From the Guidelines
Acute myelopathy is a sudden-onset neurological condition characterized by damage or dysfunction of the spinal cord, resulting in various symptoms including muscle weakness, sensory changes, pain, and bowel or bladder dysfunction. The condition can be subdivided into noninflammatory and inflammatory causes, with noninflammatory conditions including extrinsic compression of the spinal cord, vascular pathologies, and trauma, while inflammatory conditions include demyelinating diseases, systemic inflammatory diseases, and infection 1. Common causes of acute myelopathy include trauma, inflammation (transverse myelitis), infection, vascular problems (like spinal cord infarction), compression from tumors or herniated discs, and autoimmune disorders. Some key points to consider in the diagnosis and management of acute myelopathy include:
- Evaluation for extrinsic compression of the spinal cord is necessary in all patients with acute onset myelopathy 1
- MRI imaging of the spine, sometimes with contrast, is a crucial diagnostic tool, along with blood tests, cerebrospinal fluid analysis, and neurological examination 1
- Treatment varies based on the underlying cause, but may include high-dose corticosteroids (methylprednisolone 1000mg IV daily for 3-5 days) for inflammatory causes, surgical decompression for structural issues, antibiotics for infections, or immunomodulatory therapies for autoimmune conditions
- Prompt diagnosis and treatment are crucial, as delays can lead to permanent neurological damage
- Physical and occupational therapy are often necessary components of recovery, and some patients may require long-term rehabilitation to regain function The use of IV contrast or MRI spine area of interest without IV contrast is usually appropriate for the initial imaging of patients with acute onset myelopathy, with these procedures being equivalent alternatives 1. Overall, a comprehensive approach to diagnosis and management is necessary to optimize outcomes in patients with acute myelopathy.
From the Research
Definition of Acute Myelopathy
- Acute myelopathy is a term referring to any pathologic process affecting the spinal cord, encompassing a broad spectrum of etiologies 2.

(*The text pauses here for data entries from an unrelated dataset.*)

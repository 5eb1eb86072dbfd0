// SPDX-License-Identifier: AGPL-3.0
// SFTP Portal Core - Remote service client
//
// Thin request layer over the SFTP proxy's HTTP API. Downloads hand back
// the response metadata and a chunk stream; every chunk is one progress
// event for whoever consumes it.

use crate::types::{ClientSettings, Credentials, FileEntry, Session};
use async_trait::async_trait;
use bytes::Bytes;
use futures::stream::{self, BoxStream, StreamExt};
use reqwest::header::{ACCEPT, CONTENT_TYPE, RANGE};
use reqwest::multipart::{Form, Part};
use reqwest::{Client, RequestBuilder, Response};
use serde::Deserialize;
use std::path::Path;
use std::time::Duration;
use tokio_util::sync::CancellationToken;

/// Body of a download, delivered chunk by chunk
pub type ChunkStream = BoxStream<'static, Result<Bytes, RemoteError>>;

/// A started download: headers are in, the body is still streaming
pub struct Download {
    pub content_type: Option<String>,
    pub content_length: Option<u64>,
    pub chunks: ChunkStream,
}

impl std::fmt::Debug for Download {
    fn fmt(&self, f: &mut std::fmt::Formatter<'_>) -> std::fmt::Result {
        f.debug_struct("Download")
            .field("content_type", &self.content_type)
            .field("content_length", &self.content_length)
            .finish_non_exhaustive()
    }
}

/// Failures of remote operations
#[derive(Debug, Clone, PartialEq, Eq, thiserror::Error)]
pub enum RemoteError {
    #[error("Network error: {0}")]
    Network(String),

    #[error("Server returned {code}: {message}")]
    Status { code: u16, message: String },

    #[error("Request canceled")]
    Canceled,

    /// A success status whose body turned out to be an error payload
    #[error("{0}")]
    ServerReported(String),

    #[error("Failed to decode response: {0}")]
    Decode(String),

    #[error("File I/O error: {0}")]
    Io(String),
}

impl RemoteError {
    pub fn status_code(&self) -> Option<u16> {
        match self {
            RemoteError::Status { code, .. } => Some(*code),
            _ => None,
        }
    }

    pub fn is_canceled(&self) -> bool {
        matches!(self, RemoteError::Canceled)
    }

    /// Whether trying again later could help. Nothing in this crate retries
    /// on its own; this only informs the message shown to the user.
    pub fn is_retryable(&self) -> bool {
        match self {
            RemoteError::Status { code, .. } => *code >= 500 || *code == 408 || *code == 429,
            RemoteError::Network(_) => true,
            _ => false,
        }
    }

    /// User-facing text for this error
    pub fn display_message(&self) -> String {
        match self.status_code() {
            Some(401) | Some(403) => {
                "Authentication failed. Please check your credentials.".to_string()
            }
            Some(404) => "Server or path not found.".to_string(),
            Some(500) => "Server error. Please try again later.".to_string(),
            Some(503) => "Service unavailable. Please try again later.".to_string(),
            Some(408) | Some(429) => "Request timeout. Please try again.".to_string(),
            _ => match self {
                RemoteError::Status { message, .. } => message.clone(),
                other => other.to_string(),
            },
        }
    }
}

impl From<std::io::Error> for RemoteError {
    fn from(err: std::io::Error) -> Self {
        RemoteError::Io(err.to_string())
    }
}

/// Operations offered by the SFTP proxy.
///
/// Listing and every call that moves file content take a cancellation
/// token. Once the token fires the call, or the chunk stream it returned,
/// fails with [`RemoteError::Canceled`].
#[async_trait]
pub trait RemoteService: Send + Sync + 'static {
    async fn connect(&self, credentials: &Credentials) -> Result<Session, RemoteError>;

    async fn list_directory(
        &self,
        session: &Session,
        path: &str,
        cancel: &CancellationToken,
    ) -> Result<Vec<FileEntry>, RemoteError>;

    /// Download one file, starting at `range_start` when resuming
    async fn download_file(
        &self,
        session: &Session,
        path: &str,
        range_start: Option<u64>,
        cancel: &CancellationToken,
    ) -> Result<Download, RemoteError>;

    /// Download several files as one archive built by the server
    async fn download_batch(
        &self,
        session: &Session,
        paths: &[String],
        cancel: &CancellationToken,
    ) -> Result<Download, RemoteError>;

    async fn preview_file(
        &self,
        session: &Session,
        path: &str,
        cancel: &CancellationToken,
    ) -> Result<String, RemoteError>;

    async fn delete(
        &self,
        session: &Session,
        path: &str,
        is_directory: bool,
    ) -> Result<(), RemoteError>;

    async fn upload(
        &self,
        session: &Session,
        remote_dir: &str,
        local_file: &Path,
    ) -> Result<(), RemoteError>;

    async fn disconnect(&self, session: &Session) -> Result<(), RemoteError>;
}

/// Ends `inner` with [`RemoteError::Canceled`] as soon as `cancel` fires.
/// Chunks still queued behind the cancellation are dropped.
pub fn cancellable(inner: ChunkStream, cancel: CancellationToken) -> ChunkStream {
    stream::unfold(Some((inner, cancel)), |state| async move {
        let (mut inner, cancel) = state?;
        tokio::select! {
            biased;
            _ = cancel.cancelled() => Some((Err(RemoteError::Canceled), None)),
            next = inner.next() => next.map(|item| (item, Some((inner, cancel)))),
        }
    })
    .boxed()
}

/// Pull the `error` field out of a JSON error body
pub fn error_message_from_body(body: &str) -> Option<String> {
    #[derive(Deserialize)]
    struct ErrorBody {
        error: String,
    }

    serde_json::from_str::<ErrorBody>(body.trim())
        .ok()
        .map(|b| b.error)
}

#[derive(Deserialize)]
#[serde(rename_all = "camelCase")]
struct ConnectResponse {
    session_id: String,
}

#[derive(Deserialize)]
struct ListResponse {
    files: Vec<FileEntry>,
}

/// [`RemoteService`] over the proxy's HTTP API
pub struct HttpRemote {
    http_client: Client,
    base_url: String,
}

impl HttpRemote {
    pub fn new(settings: &ClientSettings) -> Result<Self, RemoteError> {
        let http_client = Client::builder()
            // No overall timeout: a stalled transfer is left to the user
            .connect_timeout(Duration::from_secs(settings.connect_timeout_secs))
            .build()
            .map_err(|e| RemoteError::Network(format!("Failed to create HTTP client: {}", e)))?;

        Ok(Self {
            http_client,
            base_url: settings.api_base_url.trim_end_matches('/').to_string(),
        })
    }

    fn url(&self, endpoint: &str) -> String {
        format!("{}/{}", self.base_url, endpoint)
    }

    async fn send(
        &self,
        request: RequestBuilder,
        cancel: Option<&CancellationToken>,
    ) -> Result<Response, RemoteError> {
        let response = match cancel {
            Some(cancel) => tokio::select! {
                biased;
                _ = cancel.cancelled() => return Err(RemoteError::Canceled),
                response = request.send() => response,
            },
            None => request.send().await,
        }
        .map_err(map_request_error)?;

        check_status(response).await
    }
}

fn map_request_error(e: reqwest::Error) -> RemoteError {
    if let Some(status) = e.status() {
        return RemoteError::Status {
            code: status.as_u16(),
            message: e.to_string(),
        };
    }
    if e.is_connect() {
        RemoteError::Network(format!("Cannot connect to server: {}", e))
    } else if e.is_timeout() {
        RemoteError::Network("Connection timed out".to_string())
    } else if e.is_decode() {
        RemoteError::Decode(e.to_string())
    } else {
        RemoteError::Network(format!("Request failed: {}", e))
    }
}

async fn check_status(response: Response) -> Result<Response, RemoteError> {
    let status = response.status();
    if status.is_success() {
        return Ok(response);
    }

    let body = response.text().await.unwrap_or_default();
    let message = error_message_from_body(&body).unwrap_or_else(|| {
        status
            .canonical_reason()
            .unwrap_or("Unexpected response")
            .to_string()
    });
    Err(RemoteError::Status {
        code: status.as_u16(),
        message,
    })
}

fn into_download(response: Response, cancel: &CancellationToken) -> Download {
    let content_type = response
        .headers()
        .get(CONTENT_TYPE)
        .and_then(|v| v.to_str().ok())
        .map(str::to_string);
    let content_length = response.content_length();
    let chunks = response
        .bytes_stream()
        .map(|chunk| chunk.map_err(map_request_error))
        .boxed();

    Download {
        content_type,
        content_length,
        chunks: cancellable(chunks, cancel.clone()),
    }
}

#[async_trait]
impl RemoteService for HttpRemote {
    async fn connect(&self, credentials: &Credentials) -> Result<Session, RemoteError> {
        let server = credentials.normalized_server();
        let body = Credentials {
            server: server.clone(),
            ..credentials.clone()
        };

        let response = self
            .send(self.http_client.post(self.url("connect")).json(&body), None)
            .await?;
        let connected: ConnectResponse = response
            .json()
            .await
            .map_err(|e| RemoteError::Decode(format!("Failed to parse connect response: {}", e)))?;

        tracing::info!("Connected to {} as {}", server, credentials.username);
        Ok(Session {
            session_id: connected.session_id,
            server,
            username: credentials.username.clone(),
            current_path: credentials.path.clone(),
        })
    }

    async fn list_directory(
        &self,
        session: &Session,
        path: &str,
        cancel: &CancellationToken,
    ) -> Result<Vec<FileEntry>, RemoteError> {
        tracing::debug!("Listing {}", path);
        let request = self
            .http_client
            .get(self.url("list"))
            .query(&[("sessionId", session.session_id.as_str()), ("path", path)]);

        let listing: ListResponse = self
            .send(request, Some(cancel))
            .await?
            .json()
            .await
            .map_err(|e| RemoteError::Decode(format!("Failed to parse listing: {}", e)))?;
        Ok(listing.files)
    }

    async fn download_file(
        &self,
        session: &Session,
        path: &str,
        range_start: Option<u64>,
        cancel: &CancellationToken,
    ) -> Result<Download, RemoteError> {
        let mut request = self
            .http_client
            .get(self.url("download"))
            .query(&[("sessionId", session.session_id.as_str()), ("file", path)]);
        if let Some(offset) = range_start.filter(|offset| *offset > 0) {
            request = request.header(RANGE, format!("bytes={}-", offset));
        }
        tracing::debug!("Downloading {} from offset {:?}", path, range_start);

        let response = self.send(request, Some(cancel)).await?;
        Ok(into_download(response, cancel))
    }

    async fn download_batch(
        &self,
        session: &Session,
        paths: &[String],
        cancel: &CancellationToken,
    ) -> Result<Download, RemoteError> {
        let request = self
            .http_client
            .post(self.url("batch-download"))
            .header(ACCEPT, "application/zip")
            .json(&serde_json::json!({
                "sessionId": session.session_id,
                "paths": paths,
            }));
        tracing::debug!("Requesting archive of {} paths", paths.len());

        let response = self.send(request, Some(cancel)).await?;
        Ok(into_download(response, cancel))
    }

    async fn preview_file(
        &self,
        session: &Session,
        path: &str,
        cancel: &CancellationToken,
    ) -> Result<String, RemoteError> {
        let request = self
            .http_client
            .get(self.url("download"))
            .query(&[("sessionId", session.session_id.as_str()), ("file", path)]);

        let response = self.send(request, Some(cancel)).await?;
        tokio::select! {
            biased;
            _ = cancel.cancelled() => Err(RemoteError::Canceled),
            text = response.text() => text.map_err(map_request_error),
        }
    }

    async fn delete(
        &self,
        session: &Session,
        path: &str,
        is_directory: bool,
    ) -> Result<(), RemoteError> {
        let request = self.http_client.post(self.url("delete")).json(&serde_json::json!({
            "sessionId": session.session_id,
            "path": path,
            "isDirectory": is_directory,
        }));
        self.send(request, None).await?;
        tracing::info!("Deleted {}", path);
        Ok(())
    }

    async fn upload(
        &self,
        session: &Session,
        remote_dir: &str,
        local_file: &Path,
    ) -> Result<(), RemoteError> {
        let file_name = local_file
            .file_name()
            .ok_or_else(|| RemoteError::Io("Invalid file path".to_string()))?
            .to_string_lossy()
            .to_string();
        let data = tokio::fs::read(local_file).await?;

        let form = Form::new()
            .text("sessionId", session.session_id.clone())
            .text("path", remote_dir.to_string())
            .part("file", Part::bytes(data).file_name(file_name.clone()));

        self.send(self.http_client.post(self.url("upload")).multipart(form), None)
            .await?;
        tracing::info!("Uploaded {} to {}", file_name, remote_dir);
        Ok(())
    }

    async fn disconnect(&self, session: &Session) -> Result<(), RemoteError> {
        let request = self
            .http_client
            .post(self.url("disconnect"))
            .json(&serde_json::json!({ "sessionId": session.session_id }));
        self.send(request, None).await?;
        tracing::info!("Disconnected session on {}", session.server);
        Ok(())
    }
}
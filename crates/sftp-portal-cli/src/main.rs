// SPDX-License-Identifier: AGPL-3.0
// SFTP Portal CLI - Main entry point
//
// Logs in through the proxy, runs one command and renders the transfer
// panel as text while downloads are in flight.

mod cli;
mod render;

use clap::Parser;
use cli::{Cli, Commands, PanelCommand};
use sftp_portal_core::{
    AppError, DirectoryView, DownloadDir, HttpRemote, Preview, RemoteError, RemoteService,
    Session, SettingsStore, TransferController, TransferStatus,
};
use std::process::ExitCode;
use std::sync::Arc;
use std::time::Duration;
use tokio::io::{AsyncBufReadExt, BufReader};
use tokio::sync::broadcast::error::RecvError;

#[derive(Debug, thiserror::Error)]
enum CliError {
    #[error(transparent)]
    App(#[from] AppError),

    #[error("{}", .0.display_message())]
    Remote(#[from] RemoteError),

    #[error("{0}")]
    Usage(String),

    #[error("{0} transfer(s) did not complete")]
    Incomplete(usize),
}

impl CliError {
    fn is_retryable(&self) -> bool {
        matches!(self, CliError::Remote(e) if e.is_retryable())
    }
}

#[tokio::main]
async fn main() -> ExitCode {
    // Initialize logging
    tracing_subscriber::fmt()
        .with_writer(std::io::stderr)
        .with_env_filter(
            tracing_subscriber::EnvFilter::from_default_env()
                .add_directive("sftp_portal=warn".parse().unwrap())
                .add_directive("sftp_portal_core=warn".parse().unwrap()),
        )
        .init();

    tracing::info!("Starting SFTP Portal v{}", env!("CARGO_PKG_VERSION"));

    match run(Cli::parse()).await {
        Ok(()) => ExitCode::SUCCESS,
        Err(e) => {
            eprintln!("error: {}", e);
            if e.is_retryable() {
                eprintln!("(temporary failure, try again)");
            }
            ExitCode::FAILURE
        }
    }
}

async fn run(cli: Cli) -> Result<(), CliError> {
    let store = match &cli.settings {
        Some(path) => SettingsStore::open(path)?,
        None => SettingsStore::new()?,
    };
    let settings = cli.apply_overrides(store.get());

    if let Commands::Config { save } = cli.cmd {
        if save {
            store.update(settings.clone())?;
            println!("Saved to {}", store.path().display());
        }
        println!("api base url:   {}", settings.api_base_url);
        println!("download dir:   {}", settings.download_dir.display());
        println!("default port:   {}", settings.default_port);
        println!("connect timeout {}s", settings.connect_timeout_secs);
        println!("preview limit:  {} bytes", settings.preview_limit_bytes);
        return Ok(());
    }

    let credentials = cli
        .login
        .credentials(settings.default_port)
        .map_err(CliError::Usage)?;

    let remote: Arc<dyn RemoteService> = Arc::new(HttpRemote::new(&settings)?);
    let session = remote.connect(&credentials).await?;
    tracing::info!("Connected to {} as {}", session.server, session.username);

    let view = Arc::new(DirectoryView::new(
        remote.clone(),
        session.clone(),
        settings.preview_limit_bytes,
    ));
    let controller = TransferController::new(
        remote.clone(),
        view.clone(),
        DownloadDir::new(&settings.download_dir),
    );

    let result = execute(cli.cmd, remote.as_ref(), &session, &controller).await;

    controller.shutdown();
    if let Err(e) = remote.disconnect(&session).await {
        tracing::warn!("Failed to disconnect: {}", e);
    }
    result
}

async fn execute(
    cmd: Commands,
    remote: &dyn RemoteService,
    session: &Session,
    controller: &TransferController,
) -> Result<(), CliError> {
    let view = controller.view();

    match cmd {
        Commands::List { path, search } => {
            view.navigate(&path).await?;
            println!("{}", render::breadcrumb_line(&view.breadcrumbs()));
            for entry in view.filtered(search.as_deref().unwrap_or_default()) {
                println!("{}", render::entry_line(&entry));
            }
            println!("{}", render::stats_line(&view.stats()));
        }
        Commands::Download { dir, names } => {
            view.navigate(&dir).await?;
            for name in &names {
                match view.find_by_name(name).filter(|e| !e.is_directory) {
                    Some(entry) => {
                        controller.start(&entry);
                    }
                    None => eprintln!("{} is not a file in {}", name, view.current_path()),
                }
            }
            println!("Saving to {}", controller.downloads().root().display());
            watch(controller).await?;
        }
        Commands::Batch { dir, search } => {
            view.navigate(&dir).await?;
            match &search {
                Some(search) => view.select_visible(search),
                None => view.select_all(),
            }
            if controller.start_batch().is_none() {
                return Err(CliError::Usage(format!("No files to download in {}", dir)));
            }
            println!("Saving to {}", controller.downloads().root().display());
            watch(controller).await?;
        }
        Commands::Preview { path } => {
            let (dir, name) = split_remote_path(&path);
            view.navigate(dir).await?;
            let entry = view
                .find_by_name(name)
                .filter(|e| !e.is_directory)
                .ok_or_else(|| CliError::Usage(format!("{} is not a file", path)))?;

            match view.preview(&entry).await? {
                Preview::Text(text) => print!("{}", text),
                Preview::TooLarge { limit } => {
                    return Err(CliError::Usage(format!(
                        "File is too large to preview (limit {})",
                        sftp_portal_core::progress::format_bytes(limit)
                    )));
                }
            }
        }
        Commands::Remove { path } => {
            let (dir, name) = split_remote_path(&path);
            view.navigate(dir).await?;
            let entry = view
                .find_by_name(name)
                .ok_or_else(|| CliError::Usage(format!("{} not found", path)))?;
            remote
                .delete(session, &entry.path, entry.is_directory)
                .await?;
            println!("Deleted {}", entry.path);
        }
        Commands::Upload { file, remote_dir } => {
            remote.upload(session, &remote_dir, &file).await?;
            println!("Uploaded {} to {}", file.display(), remote_dir);
        }
        Commands::Config { .. } => {}
    }
    Ok(())
}

/// Render the transfer panel until nothing is left downloading.
///
/// Panel commands are read from stdin; Ctrl-C cancels every transfer.
async fn watch(controller: &TransferController) -> Result<(), CliError> {
    let mut events = controller.subscribe();
    let mut input = BufReader::new(tokio::io::stdin()).lines();
    let mut stdin_open = true;
    let mut tick = tokio::time::interval(Duration::from_millis(500));
    let mut last_statuses = Vec::new();

    loop {
        let tasks = controller.tasks();
        let paused = tasks.iter().any(|t| t.status == TransferStatus::Paused);
        if controller.active_count() == 0 && !(paused && stdin_open) {
            break;
        }

        tokio::select! {
            event = events.recv() => match event {
                Ok(_) | Err(RecvError::Lagged(_)) => {
                    let statuses: Vec<_> = controller
                        .tasks()
                        .iter()
                        .map(|t| (t.id.clone(), t.status))
                        .collect();
                    if statuses != last_statuses {
                        print_panel(controller);
                        last_statuses = statuses;
                    }
                }
                Err(RecvError::Closed) => break,
            },
            _ = tick.tick() => print_panel(controller),
            line = input.next_line(), if stdin_open => match line {
                Ok(Some(line)) => apply_panel_command(controller, &line).await,
                Ok(None) => stdin_open = false,
                Err(e) => {
                    tracing::warn!("Failed to read stdin: {}", e);
                    stdin_open = false;
                }
            },
            _ = tokio::signal::ctrl_c() => {
                eprintln!("Canceling transfers");
                controller.shutdown();
            }
        }
    }

    print_panel(controller);
    let incomplete = controller
        .tasks()
        .iter()
        .filter(|t| t.status != TransferStatus::Completed)
        .count();
    if incomplete > 0 {
        return Err(CliError::Incomplete(incomplete));
    }
    Ok(())
}

fn print_panel(controller: &TransferController) {
    let tasks = controller.tasks();
    if tasks.is_empty() {
        return;
    }
    println!("Transfers ({} active)", controller.active_count());
    for (index, task) in tasks.iter().enumerate() {
        println!("{}", render::task_line(index + 1, task));
    }
}

async fn apply_panel_command(controller: &TransferController, line: &str) {
    let Some(command) = PanelCommand::parse(line) else {
        eprintln!("Commands: pause N, resume N, cancel N, cancel all, cd PATH, up, refresh");
        return;
    };

    let view = controller.view();
    let moved = match &command {
        PanelCommand::Cd(path) if path == "/" => Some(view.root().await),
        PanelCommand::Cd(path) => Some(view.navigate(path).await),
        PanelCommand::Up => Some(view.parent().await),
        PanelCommand::Refresh => Some(view.refresh().await),
        _ => None,
    };
    match moved {
        Some(Ok(())) => {
            println!(
                "{}  ({})",
                render::breadcrumb_line(&view.breadcrumbs()),
                render::stats_line(&view.stats())
            );
            return;
        }
        Some(Err(e)) => {
            eprintln!("{}", e.display_message());
            return;
        }
        None => {}
    }

    let tasks = controller.tasks();
    let task_at = |n: usize| tasks.get(n - 1).map(|t| t.id.as_str());
    match command {
        PanelCommand::Pause(n) => {
            if let Some(id) = task_at(n) {
                controller.pause(id);
            }
        }
        PanelCommand::Resume(n) => {
            if let Some(id) = task_at(n) {
                controller.resume(id);
            }
        }
        PanelCommand::Cancel(n) => {
            if let Some(id) = task_at(n) {
                controller.cancel(id);
            }
        }
        PanelCommand::DismissAll => controller.dismiss_all(),
        PanelCommand::Cd(_) | PanelCommand::Up | PanelCommand::Refresh => {}
    }
}

/// Split `/a/b/name` into (`/a/b`, `name`)
fn split_remote_path(path: &str) -> (&str, &str) {
    let trimmed = path.trim_end_matches('/');
    match trimmed.rfind('/') {
        Some(0) => ("/", &trimmed[1..]),
        Some(index) => (&trimmed[..index], &trimmed[index + 1..]),
        None => ("/", trimmed),
    }
}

- It is considered acute when the symptoms progress to their nadir in maximum 21 days after onset 2.
- Acute myelopathies are spinal cord disorders characterized by a rapidly progressive course reaching nadir within hours to a few weeks that may result in severe disability 3.
Characteristics of Acute Myelopathy
- The multitude of underlying etiologies, complexities in confirming the diagnosis, and often unforgiving nature of spinal cord damage have always represented a challenge 3.
- Awareness of the clinical and magnetic resonance imaging characteristics of different myelopathies and the specific settings where they occur is fundamental for a correct diagnosis 3.
- Neuroimaging helps distinguish compressive etiologies that may require urgent surgery from intrinsic etiologies that generally require medical treatment 3.
Etiologies of Acute Myelopathy
- A variety of inflammatory, infective, demyelinating, and autoimmune disorders present with acute transverse myelopathy 4.
- The etiologies of acute myelopathy include idiopathic acute transverse myelitis, neuromyelitis optica spectrum disorders, multiple sclerosis, and infectious or parainfectious myelitis 4.
- Immune-mediated myelopathies are a subgroup of disorders with an autoimmune and inflammatory-based pathology 5.
Diagnosis and Management
- Prompt recognition of the underlying etiology is essential so that a specific targeted therapy can be implemented for optimal outcomes 5.
- A systematic approach to immune-mediated myelopathies, with a focus on the unique characteristics of each, may aid in diagnosis 5.
- Early institution of methylprednisolone therapy reduces the disability in patients with acute transverse myelopathy 4.